We stayed a while longer then decided we’d better head off as we needed to get through the park.  We saw lion sleeping under a tree, buffalo, elephant, giraffe etc but it wasn’t as exciting as the herds.  At one point along the river there was evidence that some wildebeest had already crossed as there were about 10 carcasses in the river and fat vultures all over.  There were also quite a few wildebeest carcasses along the banks obviously from kills.  The vultures here have it easy!


There wasn’t much activity further south and when we got to the only bridge that crosses the Mara and separates the west from east side of the park, K&M who’d been on the other side said they’d been told the best way to Narok was the way we’d come.  It didn’t seem to make sense as the bulk of the tourists were on the east side and the maps showed an all weather rd to Narok from the East side gates and only a dry season rd from the Oloololo gate we’d come in on.  Anyway reluctantly, and in retrospect, stupidly, we followed.  The herds near our spot were now mostly grazing so the excitement was over.  There wasn’t much else going on so we headed for the gate.  Got out about 15h30 and headed for Narok on what was supposed to be a good rd.  Well that was a joke!  It was an excuse for a rd.  they’d dumped rocks on it and left it – no roller!  It was shocking!  What’s new, this is Kenya!

Doris got herself totally confused as they’d obviously changed the route when the “made” the new rd.  Eventually found someone who said he was also going there and we should follow him.  Well he took off like a bat out of hell – clearly not loaded and in a govt vehicle.  We did learn that sometimes there were tracks on the side of the rd which were on the black cotton mud (dry now) and which were 100 times better.  However, often they ended / were blocked and getting back onto the “main” rd was difficult, so most of the time we were on the “rock-rd”.  150km’s of rocks – now and again covered by power dust, so you couldn’t see the sharp rocks.

M&K who were ahead of us sms’d to say they’d taken the last room at the Season’s hotel!

Found a small hotel with decent rooms and hot showers just outside Narok.  Had our last super together before Sharon and Sarah left the next day.

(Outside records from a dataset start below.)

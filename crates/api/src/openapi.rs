// OpenAPI specification generation
//
// This module defines the OpenAPI document for the Eventhub API.
// It is used by both the API server (for Swagger UI)
// and the export-openapi binary (for static spec generation).

use crate::api;
use crate::api::{ErrorResponse, ListResponse, MessageResponse};
use crate::auth;
use eventhub_core::{Event, EventCategory, EventStatus, User};
use utoipa::openapi::security::{HttpAuthScheme, HttpBuilder, SecurityScheme};
use utoipa::{Modify, OpenApi};

/// Registers the bearer token scheme referenced by protected routes
struct SecurityAddon;

impl Modify for SecurityAddon {
    fn modify(&self, openapi: &mut utoipa::openapi::OpenApi) {
        if let Some(components) = openapi.components.as_mut() {
            components.add_security_scheme(
                "bearer_auth",
                SecurityScheme::Http(
                    HttpBuilder::new()
                        .scheme(HttpAuthScheme::Bearer)
                        .bearer_format("JWT")
                        .build(),
                ),
            );
        }
    }
}

/// OpenAPI documentation for the Eventhub API
#[derive(OpenApi)]
#[openapi(
    paths(
        auth::routes::register,
        auth::routes::login,
        auth::routes::logout,
        auth::routes::me,
        api::events::list_events,
        api::events::get_event,
        api::events::create_event,
        api::events::update_event,
        api::events::delete_event,
    ),
    components(
        schemas(
            User,
            Event, EventCategory, EventStatus,
            auth::routes::RegisterRequest, auth::routes::LoginRequest,
            auth::AuthResponse, auth::TokenPair,
            api::events::CreateEventRequest, api::events::UpdateEventRequest,
            ListResponse<Event>,
            ErrorResponse, MessageResponse,
        )
    ),
    modifiers(&SecurityAddon),
    tags(
        (name = "auth", description = "Registration, login and session cookie endpoints"),
        (name = "events", description = "Event management endpoints")
    ),
    info(
        title = "Eventhub API",
        version = "0.1.0",
        description = "API for registering users and managing events",
        license(name = "MIT", url = "https://opensource.org/licenses/MIT")
    )
)]
pub struct ApiDoc;

impl ApiDoc {
    /// Generate the OpenAPI spec as a pretty-printed JSON string
    pub fn to_json() -> Result<String, serde_json::Error> {
        Self::openapi().to_pretty_json()
    }
}
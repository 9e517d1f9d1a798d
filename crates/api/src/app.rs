// Router assembly
// Decision: Wiring lives in the library so the binary and the integration tests build the same app
// Decision: Health is unauthenticated and outside /api

use axum::http::{header, Method};
use axum::{extract::State, routing::get, Json, Router};
use serde::Serialize;
use std::sync::Arc;
use tower_http::cors::{AllowOrigin, Any, CorsLayer};
use tower_http::trace::TraceLayer;
use utoipa::OpenApi;
use utoipa_swagger_ui::SwaggerUi;

use crate::api;
use crate::auth::{self, AuthRoutesState, AuthService, AuthState, PasswordHasher, TokenService};
use crate::config::{AppConfig, CorsOrigins};
use crate::openapi::ApiDoc;
use crate::services::EventService;
use crate::storage::StorageBackend;

#[derive(Serialize)]
struct HealthResponse {
    status: &'static str,
    version: &'static str,
    environment: &'static str,
}

/// State for health endpoint
#[derive(Clone)]
struct HealthState {
    environment: &'static str,
}

async fn health(State(state): State<HealthState>) -> Json<HealthResponse> {
    Json(HealthResponse {
        status: "ok",
        version: env!("CARGO_PKG_VERSION"),
        environment: state.environment,
    })
}

/// Build the complete application router
pub fn build_app(config: &AppConfig, db: Arc<StorageBackend>) -> Router {
    let tokens = Arc::new(TokenService::new(config.auth.jwt.clone()));
    let auth_state = AuthState::new(tokens.clone());

    let auth_service = Arc::new(AuthService::new(
        db.clone(),
        tokens,
        PasswordHasher::new(config.auth.hash_cost),
    ));
    let auth_routes_state = AuthRoutesState {
        service: auth_service,
        auth: auth_state.clone(),
        secure_cookies: config.auth.secure_cookies,
    };

    let event_service = Arc::new(EventService::new(db));
    let events_state = api::events::AppState::new(event_service, auth_state);

    let health_state = HealthState {
        environment: config.environment.as_str(),
    };

    let app = Router::new()
        .route("/health", get(health).with_state(health_state))
        .merge(auth::routes(auth_routes_state))
        .merge(api::events::routes(events_state))
        .merge(SwaggerUi::new("/swagger-ui").url("/api-doc/openapi.json", ApiDoc::openapi()));

    app.layer(cors_layer(&config.cors_origins))
        .layer(TraceLayer::new_for_http())
}

fn cors_layer(origins: &CorsOrigins) -> CorsLayer {
    let layer = CorsLayer::new()
        .allow_methods([
            Method::GET,
            Method::POST,
            Method::PUT,
            Method::DELETE,
            Method::OPTIONS,
        ])
        .allow_headers([
            header::CONTENT_TYPE,
            header::AUTHORIZATION,
            header::ACCEPT,
            header::ORIGIN,
        ]);

    match origins {
        // Credentialed requests cannot use a wildcard origin
        CorsOrigins::Any => layer.allow_origin(Any),
        CorsOrigins::List(list) => layer
            .allow_origin(AllowOrigin::list(list.clone()))
            .allow_credentials(true),
    }
}
// Error types shared by services
//
// Services return these typed errors; only the HTTP boundary turns them into
// status codes and response bodies.

use thiserror::Error;

/// Result type alias for Eventhub operations
pub type Result<T> = std::result::Result<T, Error>;

/// Why a request failed authentication.
/// Both reasons produce the same 401 response; they are kept apart for logging.
#[derive(Debug, Clone, Copy, PartialEq, Eq)]
pub enum UnauthorizedReason {
    /// No token in the cookie or the Authorization header.
    MissingCredential,
    /// A token was present but failed verification.
    InvalidCredential,
}

impl std::fmt::Display for UnauthorizedReason {
    fn fmt(&self, f: &mut std::fmt::Formatter<'_>) -> std::fmt::Result {
        match self {
            UnauthorizedReason::MissingCredential => write!(f, "missing credential"),
            UnauthorizedReason::InvalidCredential => write!(f, "invalid credential"),
        }
    }
}

/// Errors that can occur while serving a request
#[derive(Debug, Error)]
pub enum Error {
    /// Malformed input, rejected before any work is done
    #[error("Validation error")]
    Validation(Vec<String>),

    /// Email already registered
    #[error("Email already registered")]
    Conflict,

    /// Unknown email or wrong password. Deliberately does not say which.
    #[error("Invalid email or password")]
    InvalidCredentials,

    /// Token signature, format or expiry check failed
    #[error("Invalid or expired token")]
    InvalidToken,

    /// Request carries no usable credential
    #[error("Unauthorized")]
    Unauthorized(UnauthorizedReason),

    /// Resource missing, or not owned by the caller
    #[error("{0} not found")]
    NotFound(&'static str),

    /// Password hashing failed
    #[error("Password hashing failed")]
    Hashing,

    /// Internal error
    #[error("Internal error: {0}")]
    Internal(#[from] anyhow::Error),
}

impl Error {
    /// Create a validation error from a single message
    pub fn validation(msg: impl Into<String>) -> Self {
        Error::Validation(vec![msg.into()])
    }

    /// Create an unauthorized error for a request without credentials
    pub fn missing_credential() -> Self {
        Error::Unauthorized(UnauthorizedReason::MissingCredential)
    }

    /// Create an unauthorized error for a request whose token failed verification
    pub fn invalid_credential() -> Self {
        Error::Unauthorized(UnauthorizedReason::InvalidCredential)
    }

    /// Whether the error stems from a fault on our side rather than the request
    pub fn is_internal(&self) -> bool {
        matches!(self, Error::Internal(_) | Error::Hashing)
    }
}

Thurs 12th August Narok - Tsavo, Kenya (via Nairobi airport)

1 comment:

daphne Bouttell said...

Hi Ellis family
Wow....am sure you could write a book on all your experiences. I am in awe of you seeing the gorillas and I must say that part left me wet eyed as it is a dream for me to see them.....sorry about the awful experience in getting to see them....can imagine you were absolutely peeved.....but that tale all adds to the adventure. How wonderful to have seen such a large troop....whilst reading I was wondering whether you'd actually get to see them at all!!!!! I'm sure you will love getting back to your own bed but how does one settle back to the mundane lifestyle of work and home after experiencing something as awesome as this? It has been fun to fed back to the children about erin's adventures and to see their little faces light up....they really do miss you erin...Calvin went home and told his mummy everything I had told them you had done....what fun! You are all looking well and TANNED....it has been freezing here the past week or so and SA teachers and hospital staff etc are once again on strike with most schools shut today and tomorrow!!!!! So enjoy what you're doing!
Well take care and happy adventures and lots and lots of love and hugs to Erin.